A consequence of this low level of demand is that the supply infrastructure may disappear outside major ports, as suppliers cannot justify maintaining segregated barge and storage capacity for HSFO if they have no guarantee of steady demand.
Further, shipping companies may see improved market conditions as old tonnage could disappear because owners won’t spend money to install BWMS or scrubbers on ships older than 15 years. 2020 is expected as good for the tanker industry, as there will be a need to ship compliant fuels from regions with oversupply of distillates to those that are short, but less so for dry bulk/container segments.
Old refineries with limited ability to upgrade and reduce HSFO output are expected to suffer, whereas refiners that can produce compliant fuels may see good refining margins. Bunker suppliers may benefit from improved sales margins though higher bunker prices (as compliant fuels cost more than HSFO) will require companies to have access to significant credit facilities, IBIA noted.

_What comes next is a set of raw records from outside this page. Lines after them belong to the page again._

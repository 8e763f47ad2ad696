use std::path::Path;
use std::time::Duration;

use opsdeck_observability::ProcessKind;
use opsdeck_orchestrator::{
    Orchestrator, OrchestratorConfig, OrchestratorError, RunStatus, RunView, TaskParams,
    SYNTHETIC_FAILURE_EXIT_CODE, TIMEOUT_EXIT_CODE,
};
use serde_json::{json, Value};
use tempfile::TempDir;

/// A workspace whose `scripts/*.js` files are shell scripts, run through `sh`.
fn workspace(scripts: &[(&str, &str)]) -> TempDir {
    let dir = tempfile::tempdir().expect("tempdir");
    std::fs::create_dir_all(dir.path().join("scripts")).expect("scripts dir");
    for (name, body) in scripts {
        std::fs::write(dir.path().join("scripts").join(name), body).expect("write script");
    }
    dir
}

fn config(root: &Path) -> OrchestratorConfig {
    let mut config = OrchestratorConfig::for_workspace(root);
    config.task_env.node_bin = "sh".to_string();
    config
}

fn params(value: Value) -> TaskParams {
    value.as_object().cloned().unwrap_or_default()
}

async fn wait_for_terminal(orchestrator: &Orchestrator, run_id: &str) -> RunView {
    tokio::time::timeout(Duration::from_secs(15), async {
        loop {
            let run = orchestrator.run(run_id).await.expect("run retained");
            if run.status.is_terminal() {
                return run;
            }
            tokio::time::sleep(Duration::from_millis(20)).await;
        }
    })
    .await
    .expect("run should finish")
}

#[tokio::test]
async fn engage_x_clamps_limit_and_rejects_second_launch_as_busy() {
    let dir = workspace(&[("engage-x.js", "sleep 1\necho \"engaged $1\"\n")]);
    let orchestrator = Orchestrator::new(config(dir.path()), ProcessKind::Cli);

    let first = orchestrator
        .run_task("engage-x", params(json!({ "limit": 999 })))
        .await
        .expect("first launch");
    assert_eq!(first.status, RunStatus::Running);
    assert_eq!(first.command_line, "sh scripts/engage-x.js --limit=25");
    assert_eq!(first.params["limit"], json!(999));

    let err = orchestrator
        .run_task("engage-x", params(json!({ "limit": 5 })))
        .await
        .expect_err("second launch is busy");
    match err {
        OrchestratorError::Busy { task_id, run_id, .. } => {
            assert_eq!(task_id, "engage-x");
            assert_eq!(run_id, first.id);
        }
        other => panic!("expected busy, got {other:?}"),
    }
    assert_eq!(orchestrator.list_runs().await.len(), 1);

    let done = wait_for_terminal(&orchestrator, &first.id).await;
    assert_eq!(done.status, RunStatus::Succeeded);
    assert_eq!(done.exit_code, Some(0));
    assert!(done.output.contains("engaged --limit=25"));
    assert!(done.finished_at.is_some());
}

#[tokio::test]
async fn concurrent_launches_admit_exactly_one_run() {
    let dir = workspace(&[("test-connection.js", "sleep 1\n")]);
    let orchestrator = Orchestrator::new(config(dir.path()), ProcessKind::Cli);

    let (left, right) = tokio::join!(
        orchestrator.run_task("test-connections", TaskParams::new()),
        orchestrator.run_task("test-connections", TaskParams::new()),
    );
    let results = [left, right];
    let admitted = results.iter().filter(|result| result.is_ok()).count();
    let busy = results
        .iter()
        .filter(|result| matches!(result, Err(OrchestratorError::Busy { .. })))
        .count();
    assert_eq!((admitted, busy), (1, 1));
    assert_eq!(orchestrator.state().await.running_count, 1);
}

#[tokio::test]
async fn unknown_task_creates_no_run() {
    let dir = workspace(&[]);
    let orchestrator = Orchestrator::new(config(dir.path()), ProcessKind::Cli);

    let err = orchestrator
        .run_task("unknown-id", TaskParams::new())
        .await
        .expect_err("unknown");
    assert!(matches!(err, OrchestratorError::UnknownTask(ref id) if id == "unknown-id"));
    assert_eq!(err.kind().http_status(), 400);
    assert!(orchestrator.list_runs().await.is_empty());
}

#[tokio::test]
async fn invalid_params_create_no_run() {
    let dir = workspace(&[("post-all-video.js", "exit 0\n")]);
    let orchestrator = Orchestrator::new(config(dir.path()), ProcessKind::Cli);

    for body in [
        json!({ "mainCaption": "Launch", "xCaption": "Launch" }),
        json!({ "videoFile": "clip.mp4", "xCaption": "Launch" }),
    ] {
        let err = orchestrator
            .run_task("post-all-video", params(body))
            .await
            .expect_err("invalid");
        assert!(matches!(err, OrchestratorError::InvalidParams(_)));
    }
    assert!(orchestrator.list_runs().await.is_empty());
}

#[tokio::test]
async fn exit_codes_decide_terminal_status() {
    let dir = workspace(&[
        (
            "test-connection.js",
            "echo connected\necho warning 1>&2\nexit 0\n",
        ),
        ("sync-dashboard.js", "echo syncing\nexit 3\n"),
    ]);
    let orchestrator = Orchestrator::new(config(dir.path()), ProcessKind::Cli);

    let ok = orchestrator
        .run_task("test-connections", TaskParams::new())
        .await
        .expect("launch");
    let ok = wait_for_terminal(&orchestrator, &ok.id).await;
    assert_eq!(ok.status, RunStatus::Succeeded);
    assert_eq!(ok.exit_code, Some(0));
    assert!(ok.output.contains("connected"));
    assert!(ok.output.contains("warning"));

    let failed = orchestrator
        .run_task("sync-dashboard", TaskParams::new())
        .await
        .expect("launch");
    let failed = wait_for_terminal(&orchestrator, &failed.id).await;
    assert_eq!(failed.status, RunStatus::Failed);
    assert_eq!(failed.exit_code, Some(3));
    assert!(failed.output.contains("syncing"));
}

#[tokio::test]
async fn missing_executable_fails_the_run_with_a_reason() {
    let dir = workspace(&[]);
    let mut config = config(dir.path());
    config.task_env.node_bin = dir
        .path()
        .join("no-such-runtime")
        .to_string_lossy()
        .into_owned();
    let orchestrator = Orchestrator::new(config, ProcessKind::Cli);

    let run = orchestrator
        .run_task("test-connections", TaskParams::new())
        .await
        .expect("admitted even though launch fails");
    assert_eq!(run.status, RunStatus::Failed);
    assert_eq!(run.exit_code, Some(SYNTHETIC_FAILURE_EXIT_CODE));
    assert!(run.output.contains("Failed to start"));
    assert_eq!(orchestrator.state().await.running_count, 0);

    // The task is free again once the failed run is terminal.
    assert!(orchestrator
        .run_task("test-connections", TaskParams::new())
        .await
        .is_ok());
}

#[tokio::test]
async fn missing_workspace_rejects_before_anything_else() {
    let dir = tempfile::tempdir().expect("tempdir");
    let orchestrator = Orchestrator::new(config(&dir.path().join("absent")), ProcessKind::Cli);

    let err = orchestrator
        .run_task("unknown-id", TaskParams::new())
        .await
        .expect_err("workspace missing");
    assert!(matches!(err, OrchestratorError::WorkspaceMissing(_)));
    assert_eq!(err.kind().http_status(), 500);
    assert!(orchestrator.list_runs().await.is_empty());
}

#[tokio::test]
async fn plan_environment_and_working_directory_reach_the_process() {
    let dir = workspace(&[(
        "sync-dashboard.js",
        "printf '\\033[32m%s\\033[0m\\n' \"$DASHBOARD_URL\"\npwd\n",
    )]);
    let orchestrator = Orchestrator::new(config(dir.path()), ProcessKind::Cli);

    let run = orchestrator
        .run_task("sync-dashboard", TaskParams::new())
        .await
        .expect("launch");
    let run = wait_for_terminal(&orchestrator, &run.id).await;
    assert_eq!(run.status, RunStatus::Succeeded);
    assert!(run.output.contains("http://localhost:3000\n"));
    assert!(!run.output.contains('\u{1b}'));
    let root = dir.path().canonicalize().expect("canonical root");
    let file_name = root.file_name().and_then(|name| name.to_str()).expect("name");
    assert!(run.output.contains(file_name));
}

#[tokio::test]
async fn output_is_capped_to_the_most_recent_characters() {
    let dir = workspace(&[(
        "test-connection.js",
        "i=0\nwhile [ $i -lt 500 ]; do printf 'line-%04d\\n' $i; i=$((i+1)); done\nprintf END\n",
    )]);
    let mut config = config(dir.path());
    config.max_output_chars = 1024;
    let orchestrator = Orchestrator::new(config, ProcessKind::Cli);

    let run = orchestrator
        .run_task("test-connections", TaskParams::new())
        .await
        .expect("launch");
    let run = wait_for_terminal(&orchestrator, &run.id).await;
    assert_eq!(run.output.chars().count(), 1024);
    assert!(run.output.ends_with("line-0499\nEND"));
    assert!(!run.output.contains("line-0000"));
}

#[tokio::test]
async fn ledger_keeps_only_the_most_recent_runs() {
    let dir = workspace(&[
        ("test-connection.js", "exit 0\n"),
        ("sync-dashboard.js", "exit 0\n"),
        ("engage-x.js", "exit 0\n"),
    ]);
    let mut config = config(dir.path());
    config.max_runs = 2;
    let orchestrator = Orchestrator::new(config, ProcessKind::Cli);

    let mut ids = Vec::new();
    for task_id in ["test-connections", "sync-dashboard", "engage-x"] {
        let run = orchestrator
            .run_task(task_id, TaskParams::new())
            .await
            .expect("launch");
        wait_for_terminal(&orchestrator, &run.id).await;
        ids.push(run.id);
    }

    let runs = orchestrator.list_runs().await;
    let retained: Vec<&str> = runs.iter().map(|run| run.id.as_str()).collect();
    assert_eq!(retained, vec![ids[2].as_str(), ids[1].as_str()]);
    assert!(orchestrator.run(&ids[0]).await.is_none());
}

#[tokio::test]
async fn running_runs_are_not_evicted_by_a_small_ledger() {
    let dir = workspace(&[
        ("test-connection.js", "sleep 2\n"),
        ("sync-dashboard.js", "exit 0\n"),
    ]);
    let mut config = config(dir.path());
    config.max_runs = 1;
    let orchestrator = Orchestrator::new(config, ProcessKind::Cli);

    let slow = orchestrator
        .run_task("test-connections", TaskParams::new())
        .await
        .expect("launch");
    orchestrator
        .run_task("sync-dashboard", TaskParams::new())
        .await
        .expect("launch");
    // The finished quick run is the one that gets evicted.
    tokio::time::timeout(Duration::from_secs(15), async {
        while orchestrator.state().await.running_count > 1 {
            tokio::time::sleep(Duration::from_millis(20)).await;
        }
    })
    .await
    .expect("quick run should finish");

    let err = orchestrator
        .run_task("test-connections", TaskParams::new())
        .await
        .expect_err("first run is still alive");
    assert!(matches!(err, OrchestratorError::Busy { ref run_id, .. } if *run_id == slow.id));

    let slow = wait_for_terminal(&orchestrator, &slow.id).await;
    assert_eq!(slow.status, RunStatus::Succeeded);
    let runs = orchestrator.list_runs().await;
    assert_eq!(runs.len(), 1);
    assert_eq!(runs[0].id, slow.id);
}

#[tokio::test]
async fn timed_out_runs_are_killed_and_marked_failed() {
    let dir = workspace(&[("test-connection.js", "echo started\nexec sleep 30\n")]);
    let mut config = config(dir.path());
    config.task_timeout = Some(Duration::from_secs(1));
    let orchestrator = Orchestrator::new(config, ProcessKind::Cli);

    let run = orchestrator
        .run_task("test-connections", TaskParams::new())
        .await
        .expect("launch");
    let run = wait_for_terminal(&orchestrator, &run.id).await;
    assert_eq!(run.status, RunStatus::Failed);
    assert_eq!(run.exit_code, Some(TIMEOUT_EXIT_CODE));
    assert!(run.output.contains("started"));
    assert!(run.output.contains("[timed out after 1s]"));
}

#[tokio::test]
async fn state_reports_catalog_runs_and_executor_mode() {
    let dir = workspace(&[("engage-instagram.js", "sleep 1\n")]);
    let orchestrator = Orchestrator::new(config(dir.path()), ProcessKind::Cli);

    let run = orchestrator
        .run_task("engage-instagram", TaskParams::new())
        .await
        .expect("launch");
    assert_eq!(
        run.command_line,
        "sh scripts/engage-instagram.js --limit=10 --dry-run"
    );

    let state = orchestrator.state().await;
    assert_eq!(state.executor_mode, "local");
    assert_eq!(state.tasks.len(), 5);
    assert_eq!(state.runs.len(), 1);
    assert_eq!(state.running_count, 1);

    let value = serde_json::to_value(&state).expect("serialize");
    assert_eq!(value["executorMode"], "local");
    assert_eq!(value["runs"][0]["taskId"], "engage-instagram");
    assert_eq!(value["runs"][0]["status"], "running");
    assert!(value["runs"][0]["finishedAt"].is_null());
    assert!(value["runs"][0]["exitCode"].is_null());
}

Predictions for non-compliance with the global sulphur cap range from as high as about 30% in the first year or two, due to a lack of effective enforcement, to as little as 5-10%. Major oil companies are generally presenting an optimistic compliance forecast. Shipping organisations are supportive of the carriage ban, but concerns have been expressed about what might happen if ships receive a “sulphur off-spec” fuel from the supplier, as well as a situation in early 2020 and in the aftermath of a non-availability situation, when residues of HSFO in their fuel systems may contaminate an otherwise compliant fuel so that it is marginally above the 0.50% sulphur limit.
The views hereabove are individual or company views as resulted from delegates’ presentations and comments and should not be confused with an official “IBIA view”.